Con menos efectivo disponible y sin certeza de cuándo llegará el dinero estatal, Moody’s cree que existe un mayor riesgo de que Budapest tenga dificultades para pagar sus cuentas a tiempo en un futuro próximo.
Moody’s también estaba revisando la calificación para una mayor rebaja, advirtiendo que la continua presión de liquidez o la imposibilidad de pagar un sobregiro para finales de 2025 podría estimular otro recorte en las escalas.
“La acción sigue a la divulgación de la liquidez de Budapest y resalta las preocupaciones sobre la capacidad de la ciudad para pagar todas sus obligaciones según lo requerido antes del 31 de diciembre de 2025”, dice el comunicado.
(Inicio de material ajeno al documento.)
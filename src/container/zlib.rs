//! Zlib container (RFC 1950): 2-byte header validation and 4-byte
//! big-endian Adler-32 trailer verification.
//!
//! Mirrors the gzip container's split: this module consumes and validates
//! the header, the decompressor underneath runs raw DEFLATE (the header is
//! already stripped by the time it sees any bytes), and [`verify_trailer`]
//! checks the Adler-32 of the plaintext against the 4-byte trailer, per
//! SPEC_FULL.md §3.

use std::io::Read;

use crate::error::{Context, ErrorKind, ExtractError, Result};

const METHOD_DEFLATE: u8 = 8;
const MAX_WINDOW_BITS: u8 = 7;

/// `true` if `byte0` (CMF) has the low nibble that every zlib stream uses
/// (method = 8, DEFLATE). Used by [`Container::identify`] as a cheap
/// pre-filter before the full two-byte check.
pub fn is_zlib_header_byte0(byte0: u8) -> bool {
    byte0 & 0x0F == METHOD_DEFLATE
}

/// Full two-byte zlib header check: `(CMF * 256 + FLG) % 31 == 0`, method
/// nibble 8, window bits within range.
pub fn check_header(bytes: [u8; 2]) -> bool {
    let cmf = bytes[0];
    let flg = bytes[1];
    let method = cmf & 0x0F;
    let window_bits = cmf >> 4;
    let checksum_ok = (cmf as u16 * 256 + flg as u16) % 31 == 0;
    method == METHOD_DEFLATE && window_bits <= MAX_WINDOW_BITS && checksum_ok
}

/// Parses and validates the 2-byte zlib header, leaving `source` positioned
/// at the start of the DEFLATE body.
pub fn parse_header(source: &mut impl Read, context: &Context) -> Result<()> {
    let mut header = [0u8; 2];
    source.read_exact(&mut header).map_err(|e| {
        ExtractError::io(ErrorKind::IncompleteArchive, context.clone(), e)
    })?;

    if !check_header(header) {
        return Err(ExtractError::format(
            ErrorKind::InvalidFormat,
            context.clone(),
            format!("invalid zlib header bytes {header:02X?}"),
        ));
    }

    // FDICT (flg & 0x20) is not supported: a preset dictionary is out of
    // scope for archive extraction and would require the caller to supply
    // the dictionary bytes out of band.
    if header[1] & 0x20 != 0 {
        return Err(ExtractError::format(
            ErrorKind::UnsupportedVersion,
            context.clone(),
            "zlib streams with a preset dictionary (FDICT) are not supported",
        ));
    }

    Ok(())
}

/// Reads the 4-byte big-endian Adler-32 trailer — the first `leftover`
/// bytes come from the decompressor's input-staging buffer, the rest is
/// read directly from `source` — and validates it against `actual_adler`.
pub fn verify_trailer(
    leftover: &[u8],
    source: &mut impl Read,
    actual_adler: u32,
    context: &Context,
) -> Result<()> {
    let mut trailer = [0u8; 4];
    let from_leftover = leftover.len().min(4);
    trailer[..from_leftover].copy_from_slice(&leftover[..from_leftover]);
    if from_leftover < 4 {
        read_exact(source, &mut trailer[from_leftover..], context)?;
    }

    let expected_adler = u32::from_be_bytes(trailer);
    if expected_adler != actual_adler {
        return Err(ExtractError::format(
            ErrorKind::ChecksumMismatch,
            context.clone(),
            format!(
                "zlib trailer mismatch: adler32 expected {expected_adler:08X} got {actual_adler:08X}"
            ),
        ));
    }

    Ok(())
}

fn read_exact(source: &mut impl Read, buf: &mut [u8], context: &Context) -> Result<()> {
    source.read_exact(buf).map_err(|e| {
        let kind = if e.kind() == std::io::ErrorKind::UnexpectedEof {
            ErrorKind::IncompleteArchive
        } else {
            ErrorKind::ReadError
        };
        ExtractError::io(kind, context.clone(), e)
    })
}

#[cfg(test)]
mod tests {
    use super::*;

    #[test]
    fn accepts_standard_header() {
        // 0x78 0x9C is the common "default compression" zlib header.
        assert!(check_header([0x78, 0x9C]));
    }

    #[test]
    fn rejects_bad_checksum() {
        assert!(!check_header([0x78, 0x9D]));
    }

    #[test]
    fn rejects_wrong_method() {
        // Method nibble 7 instead of 8, with a checksum that still passes mod 31.
        assert!(!check_header([0x77, 0x85]));
    }

    #[test]
    fn parse_header_rejects_preset_dictionary() {
        // 0x78 0xBB: FDICT bit set, still passes mod-31 checksum.
        let data = [0x78u8, 0xBBu8];
        let err = parse_header(&mut &data[..], &Context::new()).unwrap_err();
        assert_eq!(err.kind(), ErrorKind::UnsupportedVersion);
    }
}
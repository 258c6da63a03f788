//! End-to-end: corrupted gzip-framed archives are rejected with the right
//! diagnostic before any file is written, whether the corruption is in the
//! header, the DEFLATE body, or the trailer.

use std::io::Write;

use tarx::error::{Context, ErrorKind};
use tarx::tar::{Entry, Header, BLOCK_SIZE};
use tarx::{ExtractConfig, Extractor};
use tempfile::TempDir;

fn plaintext_archive() -> Vec<u8> {
    let entry = Entry::new_file("a.txt", 3);
    let header = Header::encode(&entry, &Context::new()).unwrap();
    let mut data = header.to_block(&Context::new()).unwrap().to_vec();
    data.extend_from_slice(b"Hi\n");
    data.extend(vec![0u8; BLOCK_SIZE - 3]);
    data.extend(vec![0u8; 2 * BLOCK_SIZE]);
    data
}

fn gzip_of(plaintext: &[u8]) -> Vec<u8> {
    let mut encoder = flate2::write::GzEncoder::new(Vec::new(), flate2::Compression::default());
    encoder.write_all(plaintext).unwrap();
    encoder.finish().unwrap()
}

fn run_against(compressed: Vec<u8>) -> tarx::Result<tarx::ExtractionResult> {
    let dir = TempDir::new().unwrap();
    let context = Context::new().with_archive("bad.tar.gz");
    let reader = tarx::open_archive(std::io::Cursor::new(compressed), 16 * 1024 * 1024, context.clone())?;
    let mut extractor = Extractor::new(reader, dir.path(), ExtractConfig::default()).with_archive_context(context);
    let result = extractor.run();
    // Whatever happened, the destination must stay empty: no partial writes.
    assert_eq!(std::fs::read_dir(dir.path()).unwrap().count(), 0, "partial write leaked out of a rejected archive");
    result
}

#[test]
fn truncated_magic_is_not_treated_as_gzip() {
    // A single byte can never look like the two-byte gzip magic when read in
    // isolation, so this degrades to "raw tar" and then fails as a corrupted
    // header instead — exercising the same "reject before writing" contract.
    let err = run_against(vec![0x1F]).unwrap_err();
    assert_eq!(err.kind(), ErrorKind::IncompleteArchive);
}

#[test]
fn corrupted_deflate_body_is_rejected() {
    let mut compressed = gzip_of(&plaintext_archive());
    // Flip bytes in the middle of the DEFLATE body, past the 10-byte header.
    let mid = compressed.len() / 2;
    compressed[mid] ^= 0xFF;
    compressed[mid + 1] ^= 0xFF;

    let err = run_against(compressed).unwrap_err();
    assert!(matches!(
        err.kind(),
        ErrorKind::InvalidData | ErrorKind::IncompleteArchive | ErrorKind::ChecksumMismatch
    ));
}

#[test]
fn corrupted_trailer_crc_is_rejected() {
    let mut compressed = gzip_of(&plaintext_archive());
    let len = compressed.len();
    compressed[len - 8] ^= 0xFF; // first byte of the little-endian CRC32 trailer

    let err = run_against(compressed).unwrap_err();
    assert_eq!(err.kind(), ErrorKind::ChecksumMismatch);
}

#[test]
fn unsupported_compression_method_is_rejected() {
    let mut compressed = gzip_of(&plaintext_archive());
    compressed[2] = 0x09; // CM byte must be 8 (deflate); anything else is unsupported
    let err = run_against(compressed).unwrap_err();
    assert_eq!(err.kind(), ErrorKind::UnsupportedCompressionMethod);
}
Cuando una ciudad pierde su calificación crediticia de grado de inversión, menos prestamistas e inversores están satisfechos o pueden proporcionar financiación.
Muchas organizaciones grandes, como fondos de pensiones y aseguradoras, tienen reglas internas que les impiden pedir prestado a prestamistas a una tasa más baja o invertir en ellos. Otros todavía pueden pedir prestado, pero sólo a tasas de interés más altas o en condiciones más estrictas.
A pesar de la rebaja, Moody’s señaló que la carga de la deuda de Budapest había disminuido repentinamente, alcanzando el 35% de los ingresos operativos en 2024 y el 71% en 2021, y se espera que caiga aún más.
La ciudad también registró un saldo operativo del 13% en 2024. Sin embargo, la agencia dijo que estas fortalezas fueron superadas por las “tensiones políticas con el gobierno central”, lo que llevó a una liquidez muy baja y una menor previsibilidad presupuestaria.
Las escalas también reflejan la congelación parcial de los fondos de la UE para Hungría y la falta de aprobación para nuevos préstamos a largo plazo de la ciudad.